Astute readers already know the problem. In theory, Union(Base.AbstractVector{T},CVX.AbstractVector{T}) is actually just the same as Base.AbstractVector{T}, since my arrays are derived from the base abstract array. So there's an ambiguity here; a potential for a stack overflow, too.
The funny thing is: sometimes this works exactly the way I want it to! That is, if I feed vcat a mix of array types, this is the function that is called. But then, I've rearranged my code a bit more, and now it never calls this modified form of the function. What has never happened, at least not yet, is a infinite loop/stack overflow. But nor has there ever been a warning about the potential ambiguity.
What I'm really looking for, I suppose, is a way to override the previous definition of this method, but somehow be able to invoke the overridden version if my test demands it.
Honestly, I think part of the problem is that Base.AbstractArray is not taking its status as an abstract class seriously. Many of the implementations of vcat, hcat, cat, and other functions assume a storage format and proceed as if they know best how every possible subclass would want to handle heterogenous sets of arrays. Honestly, I think that most of the implementations in abstractarray.jl ought to be relegated to the Array class; let ever concrete class determine for itself how to efficiently navigate its storage when concatenating matrices. Alas, I think that attempting to do that would run into some of the very problems I'm facing here.

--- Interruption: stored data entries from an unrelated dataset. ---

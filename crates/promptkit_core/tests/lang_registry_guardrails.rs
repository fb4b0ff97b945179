use std::collections::HashMap;

use promptkit_core::lang::header_fields;
use promptkit_core::lang::prompt;
use promptkit_core::lang::symbols;

#[test]
fn symbol_spellings_unique_and_resolvable() {
    let mut seen: HashMap<char, symbols::SymbolId> = HashMap::new();

    for info in symbols::SYMBOLS {
        assert_eq!(
            symbols::from_char(info.canonical),
            Some(info.id),
            "symbol canonical spelling not resolvable: {:?}",
            info.canonical
        );
        assert_eq!(
            symbols::as_char(info.id),
            info.canonical,
            "symbol as_char mismatch for {:?}",
            info.id
        );

        if let Some(prev) = seen.insert(info.canonical, info.id) {
            panic!(
                "duplicate symbol spelling {:?}: {:?} and {:?}",
                info.canonical, prev, info.id
            );
        }
    }
}

#[test]
fn symbol_names_unique() {
    let mut seen: HashMap<&'static str, symbols::SymbolId> = HashMap::new();

    for info in symbols::SYMBOLS {
        if let Some(prev) = seen.insert(info.name, info.id) {
            panic!("duplicate symbol name {:?}: {:?} and {:?}", info.name, prev, info.id);
        }
    }
}

#[test]
fn reference_triggers_unique_and_resolvable() {
    let mut seen: HashMap<symbols::SymbolId, prompt::ReferenceKind> = HashMap::new();

    for info in prompt::REFERENCES {
        assert_eq!(
            prompt::from_trigger(info.trigger),
            Some(info.kind),
            "reference trigger not resolvable: {:?}",
            info.trigger
        );
        assert_eq!(prompt::trigger(info.kind), info.trigger);

        if let Some(prev) = seen.insert(info.trigger, info.kind) {
            panic!(
                "duplicate reference trigger {:?}: {:?} and {:?}",
                info.trigger, prev, info.kind
            );
        }
    }
}

#[test]
fn whitespace_never_invalidates_a_whitespace_terminated_reference() {
    for info in prompt::REFERENCES.iter().filter(|r| r.stops_at_whitespace) {
        for symbol in info.invalid_in_name {
            assert!(
                !symbols::is_spacing(*symbol) && !symbols::is_line_break(*symbol),
                "{:?} lists whitespace {:?} as invalid; whitespace must end the reference instead",
                info.kind,
                symbol
            );
        }
    }
}

#[test]
fn stop_symbols_never_invalidate_a_reference() {
    for info in prompt::REFERENCES {
        for symbol in info.stop_symbols {
            assert!(
                !info.invalid_in_name.contains(symbol),
                "{:?} lists {:?} both as a stop symbol and as invalid in its name",
                info.kind,
                symbol
            );
            assert!(
                !prompt::is_invalid_in_variable_data(*symbol),
                "{symbol:?} ends a reference but is invalid in variable data"
            );
            assert!(prompt::is_stop_symbol(info.kind, *symbol));
        }
    }
}

#[test]
fn header_field_spellings_unique_and_resolvable() {
    let mut seen: HashMap<&'static str, header_fields::HeaderFieldId> = HashMap::new();

    for info in header_fields::HEADER_FIELDS {
        assert_eq!(
            header_fields::from_str(info.canonical),
            Some(info.id),
            "header field spelling not resolvable: {}",
            info.canonical
        );
        assert_eq!(header_fields::as_str(info.id), info.canonical);

        if let Some(prev) = seen.insert(info.canonical, info.id) {
            panic!(
                "duplicate header field spelling {:?}: {:?} and {:?}",
                info.canonical, prev, info.id
            );
        }
    }
}
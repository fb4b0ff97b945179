//! Token model shared by the simple codec and every decoder.
//!
//! - [`SimpleToken`] is the leaf: one word or one symbol with its range.
//! - [`CompositeToken`] owns a list of children and spans them.
//! - [`Token`] is the closed set of everything a decoder can emit.
//!
//! ## Notes
//! - Tokens are immutable values; "moving" a token means building a new one (see [`SimpleToken::with_range`]).
//! - Equality (`==`) means same concrete kind, same text and same range.
//! - [`render`] over the flat simple-token stream reproduces the source text exactly.

mod composite;
mod range;
mod simple;

pub use composite::CompositeToken;
pub use range::{Range, RangeUpdate};
pub use simple::{SimpleKind, SimpleToken};

use crate::diagnostics::{SyntaxError, SyntaxResult};
use crate::front_matter::FrontMatterToken;
use crate::markdown::MarkdownToken;
use crate::markdown_extensions::FrontMatterHeader;
use crate::prompt::PromptToken;

/// Default limit for [`BaseToken::short_text`].
pub const SHORT_TEXT_MAX: usize = 32;

/// Behaviour common to every token: a source range and a text projection.
pub trait BaseToken {
    /// Range the token covers in the source.
    fn range(&self) -> Range;

    /// Append the token's source text to `buf`.
    fn write_text(&self, buf: &mut String);

    /// Append the leaf tokens this token was built from, in source order.
    fn collect_leaves(&self, out: &mut Vec<SimpleToken>);

    fn text(&self) -> String {
        let mut buf = String::new();
        self.write_text(&mut buf);
        buf
    }

    /// Leaf tokens this token was built from, in source order.
    fn leaves(&self) -> Vec<SimpleToken> {
        let mut out = Vec::new();
        self.collect_leaves(&mut out);
        out
    }

    /// Range-only equality.
    fn same_range<O: BaseToken>(&self, other: &O) -> bool
    where
        Self: Sized,
    {
        self.range() == other.range()
    }

    /// Zero-width range at the start of the token (a cursor position).
    fn collapsed_range(&self) -> Range {
        self.range().collapse_to_start()
    }

    /// Text truncated to at most `max_length` characters, ending in `…` when cut.
    fn short_text(&self, max_length: usize) -> String {
        let text = self.text();
        if text.chars().count() <= max_length {
            return text;
        }
        let mut short: String = text.chars().take(max_length.saturating_sub(1)).collect();
        short.push('…');
        short
    }
}

/// Render a token sequence by joining every token's text with `delimiter`.
pub fn render<T: BaseToken>(tokens: &[T], delimiter: &str) -> String {
    let mut buf = String::new();
    for (index, token) in tokens.iter().enumerate() {
        if index > 0 {
            buf.push_str(delimiter);
        }
        token.write_text(&mut buf);
    }
    buf
}

/// Range spanning the first to the last token.
///
/// ## Errors
/// - [`SyntaxError::EmptyTokenList`] if `tokens` is empty.
/// - [`SyntaxError::MisorderedTokens`] if the first token starts on a later line than the last one, or (on the same
///   line) ends after the last one starts.
pub fn full_range<T: BaseToken>(tokens: &[T]) -> SyntaxResult<Range> {
    match tokens {
        [] => Err(SyntaxError::EmptyTokenList),
        [only] => Ok(only.range()),
        [first, .., last] => span(first.range(), last.range()),
    }
}

/// Range from `first` to `last`, checking that `first` comes before `last`.
///
/// ## Errors
/// - [`SyntaxError::MisorderedTokens`] under the same conditions as [`full_range`].
pub fn span(first: Range, last: Range) -> SyntaxResult<Range> {
    let misordered = first.start_line > last.start_line
        || (first.start_line == last.start_line && first.end_column > last.start_column);
    if misordered {
        return Err(SyntaxError::MisorderedTokens { first, last });
    }
    Ok(first.to(last))
}

/// Every token a decoder can emit.
#[derive(Debug, Clone, PartialEq, Eq)]
pub enum Token {
    Simple(SimpleToken),
    FrontMatter(FrontMatterToken),
    Markdown(MarkdownToken),
    Header(FrontMatterHeader),
    Prompt(PromptToken),
}

impl Token {
    pub fn as_simple(&self) -> Option<&SimpleToken> {
        match self {
            Token::Simple(token) => Some(token),
            _ => None,
        }
    }

    /// Short name of the concrete token kind, used by debug listings.
    pub fn kind_name(&self) -> &'static str {
        match self {
            Token::Simple(token) => token.kind_name(),
            Token::FrontMatter(token) => token.kind_name(),
            Token::Markdown(token) => token.kind_name(),
            Token::Header(_) => "FrontMatterHeader",
            Token::Prompt(token) => token.kind_name(),
        }
    }

    /// `true` for a plain whitespace token.
    pub fn is_whitespace(&self) -> bool {
        matches!(self, Token::Simple(token) if token.is_whitespace())
    }
}

impl BaseToken for Token {
    fn range(&self) -> Range {
        match self {
            Token::Simple(token) => token.range(),
            Token::FrontMatter(token) => token.range(),
            Token::Markdown(token) => token.range(),
            Token::Header(token) => token.range(),
            Token::Prompt(token) => token.range(),
        }
    }

    fn write_text(&self, buf: &mut String) {
        match self {
            Token::Simple(token) => token.write_text(buf),
            Token::FrontMatter(token) => token.write_text(buf),
            Token::Markdown(token) => token.write_text(buf),
            Token::Header(token) => token.write_text(buf),
            Token::Prompt(token) => token.write_text(buf),
        }
    }

    fn collect_leaves(&self, out: &mut Vec<SimpleToken>) {
        match self {
            Token::Simple(token) => token.collect_leaves(out),
            Token::FrontMatter(token) => token.collect_leaves(out),
            Token::Markdown(token) => token.collect_leaves(out),
            Token::Header(token) => token.collect_leaves(out),
            Token::Prompt(token) => token.collect_leaves(out),
        }
    }
}

impl From<SimpleToken> for Token {
    fn from(token: SimpleToken) -> Self {
        Token::Simple(token)
    }
}

#[cfg(test)]
mod tests {
    use super::*;
    use promptkit_core::lang::symbols::SymbolId;

    fn word(text: &str, line: usize, column: usize) -> SimpleToken {
        let width = text.chars().count();
        SimpleToken::word(text, Range::new(line, column, line, column + width))
    }

    #[test]
    fn test_full_range_of_empty_list_fails() {
        let tokens: Vec<SimpleToken> = Vec::new();
        assert_eq!(full_range(&tokens), Err(SyntaxError::EmptyTokenList));
    }

    #[test]
    fn test_full_range_rejects_later_first_line() {
        let tokens = vec![word("b", 2, 1), word("a", 1, 1)];
        assert!(matches!(
            full_range(&tokens),
            Err(SyntaxError::MisorderedTokens { .. })
        ));
    }

    #[test]
    fn test_full_range_rejects_overlap_on_same_line() {
        let tokens = vec![word("abc", 1, 1), word("x", 1, 2)];
        assert!(matches!(
            full_range(&tokens),
            Err(SyntaxError::MisorderedTokens { .. })
        ));
    }

    #[test]
    fn test_full_range_spans_first_to_last() {
        let tokens = vec![word("ab", 1, 1), word("cd", 1, 3), word("ef", 2, 1)];
        assert_eq!(full_range(&tokens), Ok(Range::new(1, 1, 2, 3)));
    }

    #[test]
    fn test_full_range_of_single_token() {
        let tokens = vec![word("hello", 3, 4)];
        assert_eq!(full_range(&tokens), Ok(Range::new(3, 4, 3, 9)));
    }

    #[test]
    fn test_render_with_delimiter() {
        let tokens = vec![word("a", 1, 1), word("b", 1, 2)];
        assert_eq!(render(&tokens, ""), "ab");
        assert_eq!(render(&tokens, ", "), "a, b");
    }

    #[test]
    fn test_short_text_truncates_with_ellipsis() {
        let token = word("abcdefghij", 1, 1);
        assert_eq!(token.short_text(32), "abcdefghij");
        assert_eq!(token.short_text(5), "abcd…");
        assert_eq!(token.short_text(5).chars().count(), 5);
    }

    #[test]
    fn test_equality_requires_kind_text_and_range() {
        let colon = SimpleToken::symbol(SymbolId::Colon, Range::new(1, 1, 1, 2));
        assert_eq!(colon, SimpleToken::symbol(SymbolId::Colon, Range::new(1, 1, 1, 2)));
        assert_ne!(colon, SimpleToken::symbol(SymbolId::Colon, Range::new(1, 2, 1, 3)));
        assert_ne!(colon, SimpleToken::word(":", Range::new(1, 1, 1, 2)));
        assert!(colon.same_range(&SimpleToken::word(":", Range::new(1, 1, 1, 2))));
    }
}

Any suggestions would be welcome! The one thing I am considering that I know would work is to remove Base.AbstractArray as as subclass of mine. Then the Union above would no longer be trivial, and there would be no ambiguities to deal with. Unfortunately, that would mean I'd have to reimplement a lot of the convenience functions that do work well in abstractarray.jl and elsewhere; including, for instance, showarray.